[Collected data]
◇ ◇ ◇ ◇ ◇

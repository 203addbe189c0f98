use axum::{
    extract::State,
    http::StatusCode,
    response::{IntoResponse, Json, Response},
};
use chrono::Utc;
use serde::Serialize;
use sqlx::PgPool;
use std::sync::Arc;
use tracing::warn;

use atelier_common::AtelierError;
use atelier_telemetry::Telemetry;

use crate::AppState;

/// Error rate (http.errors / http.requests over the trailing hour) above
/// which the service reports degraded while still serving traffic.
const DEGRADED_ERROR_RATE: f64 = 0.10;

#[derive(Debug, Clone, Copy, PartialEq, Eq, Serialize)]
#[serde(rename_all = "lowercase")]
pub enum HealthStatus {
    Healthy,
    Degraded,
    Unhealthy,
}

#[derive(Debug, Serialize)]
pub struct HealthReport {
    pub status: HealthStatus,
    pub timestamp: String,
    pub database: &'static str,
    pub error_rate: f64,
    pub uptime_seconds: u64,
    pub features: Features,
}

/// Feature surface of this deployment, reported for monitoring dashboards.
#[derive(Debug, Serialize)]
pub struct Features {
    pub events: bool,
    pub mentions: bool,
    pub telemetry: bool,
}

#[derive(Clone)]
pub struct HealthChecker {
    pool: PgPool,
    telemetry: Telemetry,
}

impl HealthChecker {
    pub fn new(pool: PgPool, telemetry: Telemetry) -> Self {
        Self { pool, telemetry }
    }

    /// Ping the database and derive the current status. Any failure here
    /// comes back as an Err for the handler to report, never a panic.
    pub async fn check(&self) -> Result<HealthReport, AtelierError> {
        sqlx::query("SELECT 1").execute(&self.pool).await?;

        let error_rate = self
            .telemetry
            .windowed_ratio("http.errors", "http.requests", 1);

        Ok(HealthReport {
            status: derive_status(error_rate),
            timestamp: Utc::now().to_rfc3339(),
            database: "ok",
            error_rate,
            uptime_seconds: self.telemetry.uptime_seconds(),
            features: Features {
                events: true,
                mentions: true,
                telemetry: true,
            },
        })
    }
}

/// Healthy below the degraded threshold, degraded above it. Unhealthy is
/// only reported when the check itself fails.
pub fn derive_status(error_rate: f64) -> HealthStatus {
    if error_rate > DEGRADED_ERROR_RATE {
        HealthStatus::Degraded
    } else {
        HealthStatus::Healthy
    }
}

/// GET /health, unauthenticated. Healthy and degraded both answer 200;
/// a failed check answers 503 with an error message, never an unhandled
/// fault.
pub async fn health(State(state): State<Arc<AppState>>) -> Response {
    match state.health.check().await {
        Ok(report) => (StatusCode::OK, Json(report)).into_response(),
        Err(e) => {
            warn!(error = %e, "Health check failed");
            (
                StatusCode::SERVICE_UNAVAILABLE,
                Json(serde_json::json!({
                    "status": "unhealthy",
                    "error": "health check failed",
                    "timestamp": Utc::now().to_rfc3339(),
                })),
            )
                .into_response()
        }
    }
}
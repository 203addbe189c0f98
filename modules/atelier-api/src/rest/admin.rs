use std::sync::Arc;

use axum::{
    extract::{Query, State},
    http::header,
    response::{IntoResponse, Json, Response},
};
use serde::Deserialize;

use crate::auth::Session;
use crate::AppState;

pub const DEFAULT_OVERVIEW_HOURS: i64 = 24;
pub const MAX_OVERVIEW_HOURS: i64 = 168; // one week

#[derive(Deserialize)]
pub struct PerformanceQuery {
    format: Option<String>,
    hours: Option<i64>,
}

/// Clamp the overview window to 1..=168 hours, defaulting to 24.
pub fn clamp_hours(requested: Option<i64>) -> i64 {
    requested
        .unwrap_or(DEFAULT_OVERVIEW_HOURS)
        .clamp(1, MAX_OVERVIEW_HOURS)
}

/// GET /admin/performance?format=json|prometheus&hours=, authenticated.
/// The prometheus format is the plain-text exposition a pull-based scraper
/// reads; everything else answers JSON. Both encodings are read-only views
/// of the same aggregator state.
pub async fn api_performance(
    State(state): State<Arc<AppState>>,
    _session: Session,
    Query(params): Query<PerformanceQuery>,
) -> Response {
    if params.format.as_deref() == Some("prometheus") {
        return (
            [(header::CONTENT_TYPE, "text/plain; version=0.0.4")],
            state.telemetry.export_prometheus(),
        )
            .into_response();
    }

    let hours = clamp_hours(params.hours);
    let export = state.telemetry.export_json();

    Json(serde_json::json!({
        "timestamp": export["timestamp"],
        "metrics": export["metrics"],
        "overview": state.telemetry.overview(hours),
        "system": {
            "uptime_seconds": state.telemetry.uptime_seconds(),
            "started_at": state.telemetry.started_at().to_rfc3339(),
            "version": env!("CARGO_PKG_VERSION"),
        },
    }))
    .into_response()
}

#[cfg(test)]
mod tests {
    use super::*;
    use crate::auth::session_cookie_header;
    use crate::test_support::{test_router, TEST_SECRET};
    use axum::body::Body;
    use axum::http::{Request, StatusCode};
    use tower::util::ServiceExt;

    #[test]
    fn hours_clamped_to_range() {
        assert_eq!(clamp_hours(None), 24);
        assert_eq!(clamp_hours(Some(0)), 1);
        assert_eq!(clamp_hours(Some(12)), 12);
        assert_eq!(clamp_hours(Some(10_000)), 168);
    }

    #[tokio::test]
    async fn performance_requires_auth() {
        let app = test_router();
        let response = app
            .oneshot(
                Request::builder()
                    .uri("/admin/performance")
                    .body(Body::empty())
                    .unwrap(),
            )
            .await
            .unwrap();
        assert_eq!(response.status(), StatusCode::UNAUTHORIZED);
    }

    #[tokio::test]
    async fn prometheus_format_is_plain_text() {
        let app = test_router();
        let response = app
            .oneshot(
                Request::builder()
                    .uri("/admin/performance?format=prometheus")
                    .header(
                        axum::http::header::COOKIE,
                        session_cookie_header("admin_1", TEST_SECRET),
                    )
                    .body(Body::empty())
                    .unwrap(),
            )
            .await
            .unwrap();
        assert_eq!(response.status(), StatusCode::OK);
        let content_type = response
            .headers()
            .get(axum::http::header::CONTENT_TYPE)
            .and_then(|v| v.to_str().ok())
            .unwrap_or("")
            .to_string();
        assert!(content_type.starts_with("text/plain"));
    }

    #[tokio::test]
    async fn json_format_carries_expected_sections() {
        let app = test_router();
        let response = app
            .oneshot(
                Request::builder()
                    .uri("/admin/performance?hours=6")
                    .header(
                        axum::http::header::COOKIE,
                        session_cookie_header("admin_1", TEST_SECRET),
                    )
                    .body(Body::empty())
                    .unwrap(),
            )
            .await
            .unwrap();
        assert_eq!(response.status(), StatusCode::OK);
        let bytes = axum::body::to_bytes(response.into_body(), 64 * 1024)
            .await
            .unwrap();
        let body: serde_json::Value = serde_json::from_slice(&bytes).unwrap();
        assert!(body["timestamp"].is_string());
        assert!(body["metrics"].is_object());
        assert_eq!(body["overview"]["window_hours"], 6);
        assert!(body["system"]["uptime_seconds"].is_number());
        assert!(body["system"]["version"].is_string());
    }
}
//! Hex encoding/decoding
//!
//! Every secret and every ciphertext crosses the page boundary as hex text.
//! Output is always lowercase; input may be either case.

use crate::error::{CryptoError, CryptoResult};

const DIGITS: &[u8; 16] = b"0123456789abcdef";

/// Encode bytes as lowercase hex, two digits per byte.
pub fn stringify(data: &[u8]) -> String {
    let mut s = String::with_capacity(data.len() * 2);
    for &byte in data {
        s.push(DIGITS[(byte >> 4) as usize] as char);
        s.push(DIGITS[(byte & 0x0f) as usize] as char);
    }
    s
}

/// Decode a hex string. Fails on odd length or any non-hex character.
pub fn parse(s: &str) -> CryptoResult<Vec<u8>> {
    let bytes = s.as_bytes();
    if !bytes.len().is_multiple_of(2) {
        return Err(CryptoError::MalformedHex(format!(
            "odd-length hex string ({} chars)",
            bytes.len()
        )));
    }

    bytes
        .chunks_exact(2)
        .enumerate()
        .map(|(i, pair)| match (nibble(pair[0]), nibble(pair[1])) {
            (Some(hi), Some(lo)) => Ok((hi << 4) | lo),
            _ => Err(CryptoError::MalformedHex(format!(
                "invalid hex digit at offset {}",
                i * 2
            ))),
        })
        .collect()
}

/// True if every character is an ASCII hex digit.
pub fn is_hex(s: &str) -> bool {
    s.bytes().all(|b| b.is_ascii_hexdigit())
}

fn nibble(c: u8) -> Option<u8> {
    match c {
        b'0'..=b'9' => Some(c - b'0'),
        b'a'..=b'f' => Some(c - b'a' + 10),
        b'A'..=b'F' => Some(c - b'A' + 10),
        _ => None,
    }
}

◇ ◇ ◇ ◇ ◇

> **Aim of the exercise**: Say the number of lines in the records above that include the string "timestamp", and no more.

> **Result for this task**: 5